LocationSoHo, New York, NY, United States
Text description provided by the architects. Nestled in the heart of SoHo, XOCO 325 is a luxury condominium that sits on the site of a former chocolate factory. The ground-up new development has been designed, developed and constructed by DDG and elegantly references SoHo’s celebrated cast-iron loft buildings, while while forging a balance between classic and contemporary design. The striking cast-aluminum façade, which seems to float in front of the glass curtain wall, is a modern interpretation of the district’s historic cast-iron loft buildings.
The impressive design extends beyond the façade into the lobby, where residents are greeted with an elevated design experience. The lobby is outfitted with a bluestone floor and a custom chandelier. Sculptural wallsare richly textured with board-formed concrete and complement in-situ cast-concrete furnishings.
Each of the one-to four-bedroom residences offers impressive detailing such as custom plasterwork and radiant heated flooring. In an effort to create a smooth transition between the building’s bold exterior architecture and warm inviting interiors, the residences offer ceiling heights starting from 10 feet, and open layouts that accentuate a luxury lifestyle.

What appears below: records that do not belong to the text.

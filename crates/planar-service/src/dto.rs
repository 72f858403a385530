//! Canonical request/response shapes. Ids travel as strings.

use serde::{Deserialize, Serialize};

use std::collections::BTreeMap;

use planar_core::{
    AttributeDefinition, BBox, Block, BlockId, BlockReference, Color, DocumentStatistics, Entity, EntityId,
    EntityUpdate, Geometry, Layer, LayerId, LayerUpdate, LineType, Point, Properties,
};

pub(crate) fn parse_entity_id(id: &str) -> Result<EntityId, String> {
    id.parse().map_err(|e: uuid::Error| format!("invalid entity id '{id}': {e}"))
}

pub(crate) fn parse_layer_id(id: &str) -> Result<LayerId, String> {
    id.parse().map_err(|e: uuid::Error| format!("invalid layer id '{id}': {e}"))
}

pub(crate) fn parse_block_id(id: &str) -> Result<BlockId, String> {
    id.parse().map_err(|e: uuid::Error| format!("invalid block id '{id}': {e}"))
}

#[derive(Debug, Clone, Copy, PartialEq, Serialize, Deserialize)]
pub struct BoundingBoxDto {
    pub min: Point,
    pub max: Point,
}

impl From<BBox> for BoundingBoxDto {
    fn from(b: BBox) -> Self {
        Self { min: b.min, max: b.max }
    }
}

impl From<BoundingBoxDto> for BBox {
    fn from(b: BoundingBoxDto) -> Self {
        BBox::from_corners(b.min, b.max)
    }
}

#[derive(Debug, Clone, PartialEq, Serialize, Deserialize)]
pub struct EntityDto {
    pub id: String,
    pub kind: String,
    pub layer_id: String,
    pub geometry: Geometry,
    pub properties: Properties,
    pub visible: bool,
    pub locked: bool,
    pub bbox: BoundingBoxDto,
}

impl From<&Entity> for EntityDto {
    fn from(e: &Entity) -> Self {
        Self {
            id: e.id.to_string(),
            kind: e.kind().to_string(),
            layer_id: e.layer_id.to_string(),
            geometry: e.geometry().clone(),
            properties: e.properties.clone(),
            visible: e.visible,
            locked: e.locked,
            bbox: e.bbox().into(),
        }
    }
}

#[derive(Debug, Clone, PartialEq, Serialize, Deserialize)]
pub struct LayerDto {
    pub id: String,
    pub name: String,
    pub color: Color,
    pub line_type: LineType,
    pub line_weight: f64,
    pub visible: bool,
    pub locked: bool,
    pub printable: bool,
    pub frozen: bool,
}

impl From<&Layer> for LayerDto {
    fn from(l: &Layer) -> Self {
        Self {
            id: l.id.to_string(),
            name: l.name.clone(),
            color: l.color,
            line_type: l.line_type,
            line_weight: l.line_weight,
            visible: l.visible,
            locked: l.locked,
            printable: l.printable,
            frozen: l.frozen,
        }
    }
}

/// Create request for one entity. Without a layer the document's current
/// layer is used.
#[derive(Debug, Clone, PartialEq, Serialize, Deserialize)]
pub struct CreateEntityRequest {
    pub geometry: Geometry,
    #[serde(default)]
    pub layer_id: Option<String>,
    #[serde(default)]
    pub properties: Properties,
}

#[derive(Debug, Clone, Default, PartialEq, Serialize, Deserialize)]
#[serde(default)]
pub struct UpdateEntityRequest {
    pub geometry: Option<Geometry>,
    pub layer_id: Option<String>,
    pub properties: Option<Properties>,
    pub visible: Option<bool>,
    pub locked: Option<bool>,
}

impl TryFrom<UpdateEntityRequest> for EntityUpdate {
    type Error = String;

    fn try_from(req: UpdateEntityRequest) -> Result<Self, String> {
        Ok(EntityUpdate {
            geometry: req.geometry,
            layer_id: req.layer_id.as_deref().map(parse_layer_id).transpose()?,
            properties: req.properties,
            visible: req.visible,
            locked: req.locked,
        })
    }
}

#[derive(Debug, Clone, PartialEq, Serialize, Deserialize)]
pub struct CreateLayerRequest {
    pub name: String,
    /// `#RRGGBB` or `#RRGGBBAA`.
    #[serde(default)]
    pub color: Option<String>,
    #[serde(default)]
    pub line_type: LineType,
    #[serde(default)]
    pub line_weight: Option<f64>,
    #[serde(default)]
    pub description: Option<String>,
}

impl TryFrom<CreateLayerRequest> for Layer {
    type Error = String;

    fn try_from(req: CreateLayerRequest) -> Result<Self, String> {
        let mut layer = Layer::new(&req.name).with_line_type(req.line_type);
        if let Some(hex) = &req.color {
            layer = layer.with_color(Color::from_hex(hex).map_err(|e| e.to_string())?);
        }
        if let Some(weight) = req.line_weight {
            layer = layer.with_line_weight(weight);
        }
        if let Some(desc) = &req.description {
            layer = layer.with_description(desc);
        }
        Ok(layer)
    }
}

pub type UpdateLayerRequest = LayerUpdate;

#[derive(Debug, Clone, PartialEq, Serialize, Deserialize)]
pub struct BlockDto {
    pub id: String,
    pub name: String,
    pub base_point: Point,
    pub description: String,
    pub category: String,
    pub tags: Vec<String>,
    pub geometry_count: usize,
    pub attributes: Vec<AttributeDefinition>,
    /// In block space; absent for a block without geometry.
    pub bbox: Option<BoundingBoxDto>,
}

impl From<&Block> for BlockDto {
    fn from(b: &Block) -> Self {
        Self {
            id: b.id.to_string(),
            name: b.name.clone(),
            base_point: b.base_point,
            description: b.description.clone(),
            category: b.category.clone(),
            tags: b.tags.clone(),
            geometry_count: b.geometries().len(),
            attributes: b.attributes.values().cloned().collect(),
            bbox: b.bbox().map(Into::into),
        }
    }
}

/// Define a block from existing entities, whose geometry is copied relative
/// to `base_point`.
#[derive(Debug, Clone, PartialEq, Serialize, Deserialize)]
pub struct CreateBlockRequest {
    pub name: String,
    pub base_point: Point,
    pub entity_ids: Vec<String>,
    #[serde(default)]
    pub description: String,
    #[serde(default)]
    pub category: Option<String>,
    #[serde(default)]
    pub tags: Vec<String>,
    #[serde(default)]
    pub attributes: Vec<AttributeDefinition>,
}

/// Insert a block. Without a layer the document's current layer is used.
/// `rotation` is in degrees.
#[derive(Debug, Clone, PartialEq, Serialize, Deserialize)]
pub struct InsertBlockRequest {
    pub block_id: String,
    pub insertion_point: Point,
    #[serde(default = "unit_scale")]
    pub scale: f64,
    #[serde(default)]
    pub rotation: f64,
    #[serde(default)]
    pub layer_id: Option<String>,
    #[serde(default)]
    pub attributes: BTreeMap<String, serde_json::Value>,
}

fn unit_scale() -> f64 {
    1.0
}

impl TryFrom<&InsertBlockRequest> for BlockReference {
    type Error = String;

    fn try_from(req: &InsertBlockRequest) -> Result<Self, String> {
        let mut reference = BlockReference::new(parse_block_id(&req.block_id)?, req.insertion_point)
            .with_scale(req.scale)
            .with_rotation(req.rotation.to_radians());
        reference.attributes = req.attributes.clone();
        Ok(reference)
    }
}

#[derive(Debug, Clone, PartialEq, Serialize, Deserialize)]
pub struct DocumentInfo {
    pub id: String,
    pub name: String,
    pub entity_count: usize,
    pub layer_count: usize,
    pub current_layer: String,
    pub can_undo: bool,
    pub can_redo: bool,
}

#[derive(Debug, Clone, PartialEq, Serialize, Deserialize)]
pub struct StatisticsDto {
    pub entity_count: usize,
    pub layer_count: usize,
    pub by_kind: Vec<(String, usize)>,
    pub extent: Option<BoundingBoxDto>,
    pub undo_depth: usize,
    pub redo_depth: usize,
}

impl From<DocumentStatistics> for StatisticsDto {
    fn from(s: DocumentStatistics) -> Self {
        Self {
            entity_count: s.entity_count,
            layer_count: s.layer_count,
            by_kind: s.by_kind.iter().map(|(k, n)| (k.to_string(), *n)).collect(),
            extent: s.extent.map(Into::into),
            undo_depth: s.undo_depth,
            redo_depth: s.redo_depth,
        }
    }
}

#[cfg(test)]
mod tests {
    use super::*;
    use planar_core::{Circle, LayerId};

    #[test]
    fn test_entity_dto_shape() {
        let e = Entity::new(
            Geometry::Circle(Circle::new(Point::new(1.0, 2.0), 3.0)),
            LayerId::new(),
            Properties::new(),
        );
        let dto = EntityDto::from(&e);
        assert_eq!(dto.kind, "circle");
        assert_eq!(dto.id, e.id.to_string());
        let json = serde_json::to_value(&dto).unwrap();
        assert_eq!(json["geometry"]["type"], "circle");
        assert_eq!(json["bbox"]["min"]["x"], -2.0);
    }

    #[test]
    fn test_layer_request_parses_color() {
        let req: CreateLayerRequest =
            serde_json::from_str(r##"{"name": "Walls", "color": "#FF000080"}"##).unwrap();
        let layer = Layer::try_from(req).unwrap();
        assert_eq!(layer.color, Color::rgba(255, 0, 0, 128));
        assert_eq!(layer.line_type, LineType::Continuous);

        let bad = CreateLayerRequest {
            name: "X".into(),
            color: Some("nope".into()),
            line_type: LineType::Dashed,
            line_weight: None,
            description: None,
        };
        assert!(Layer::try_from(bad).is_err());
    }

    #[test]
    fn test_update_request_rejects_bad_layer_id() {
        let req = UpdateEntityRequest {
            layer_id: Some("not-a-uuid".into()),
            ..Default::default()
        };
        assert!(EntityUpdate::try_from(req).is_err());
    }
}
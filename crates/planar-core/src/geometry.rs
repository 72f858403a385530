use std::f64::consts::{FRAC_PI_2, PI, TAU};
use std::ops::{Add, Mul, Neg, Sub};

use serde::{Deserialize, Serialize};

use crate::entity::EntityKind;
use crate::error::{KernelError, Result};

/// Normalize an angle in radians into `[0, 2π)`.
pub fn normalize_angle(angle: f64) -> f64 {
    let a = angle.rem_euclid(TAU);
    if a >= TAU {
        0.0
    } else {
        a
    }
}

/// Angle subtended by a length of `eps` at distance `reach` from a vertex.
///
/// Converts a linear tolerance into the angular one used for parallel and
/// collinear tests, so both agree at the scale of the geometry involved.
pub fn angular_tolerance(eps: f64, reach: f64) -> f64 {
    (eps / reach.max(eps)).min(FRAC_PI_2)
}

/// A 2D point in drawing units.
#[derive(Debug, Clone, Copy, PartialEq, Serialize, Deserialize)]
pub struct Point {
    pub x: f64,
    pub y: f64,
}

impl Point {
    pub const ORIGIN: Point = Point { x: 0.0, y: 0.0 };

    /// Point at `(x, y)`.
    pub fn new(x: f64, y: f64) -> Self {
        Self { x, y }
    }

    /// Euclidean distance to `other`.
    pub fn distance_to(&self, other: &Point) -> f64 {
        ((self.x - other.x).powi(2) + (self.y - other.y).powi(2)).sqrt()
    }

    /// This point shifted by `(dx, dy)`.
    pub fn translate(&self, dx: f64, dy: f64) -> Self {
        Self {
            x: self.x + dx,
            y: self.y + dy,
        }
    }

    /// Linear interpolation; `t = 0` is `self`, `t = 1` is `other`.
    pub fn lerp(&self, other: &Point, t: f64) -> Point {
        Point::new(
            self.x + (other.x - self.x) * t,
            self.y + (other.y - self.y) * t,
        )
    }

    /// Point halfway to `other`.
    pub fn midpoint(&self, other: &Point) -> Point {
        self.lerp(other, 0.5)
    }

    /// Coincidence within `eps`.
    pub fn approx_eq(&self, other: &Point, eps: f64) -> bool {
        self.distance_to(other) <= eps
    }

    /// Neither coordinate is NaN or infinite.
    pub fn is_finite(&self) -> bool {
        self.x.is_finite() && self.y.is_finite()
    }

    /// Polar angle of this point around `center`, in `[0, 2π)`.
    pub fn angle_from(&self, center: &Point) -> f64 {
        normalize_angle((self.y - center.y).atan2(self.x - center.x))
    }
}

A truly unique feature at XOCO325 is a private courtyard garden that features a naturally lit, sculptural concrete fitness studio. In addition to a private garden, the building offer additional amenities, including a 24/7 concierge / doorman, a bike room and private storage.
Product Description. One of the most central and unique materials used in the construction of XOCO 325 is cast aluminum. Taking its inspiration from the Soho Cast Iron Historic District in which it is located, the building is cloaked in a custom cast aluminum façade that seems to float over a hanging glass wall.
The striking design was slowly conceived of through DDG’s extensive survey and research of the neighborhood – in which it found 250 cast iron loft buildings. XOCO 325’s façade derived from the designers’ fascination with the historic buildings’ “kit of parts” industrialization and its reliance upon componentry and patterns. To celebrate this style of architecture, yet modernize it for the 21st century, DDG opted to replicate the bay spacing found in the area, use cast aluminum as it is lighter and more affordable, and hang the custom structure over a massive glass wall, in order to maintain a sense of privacy for residents.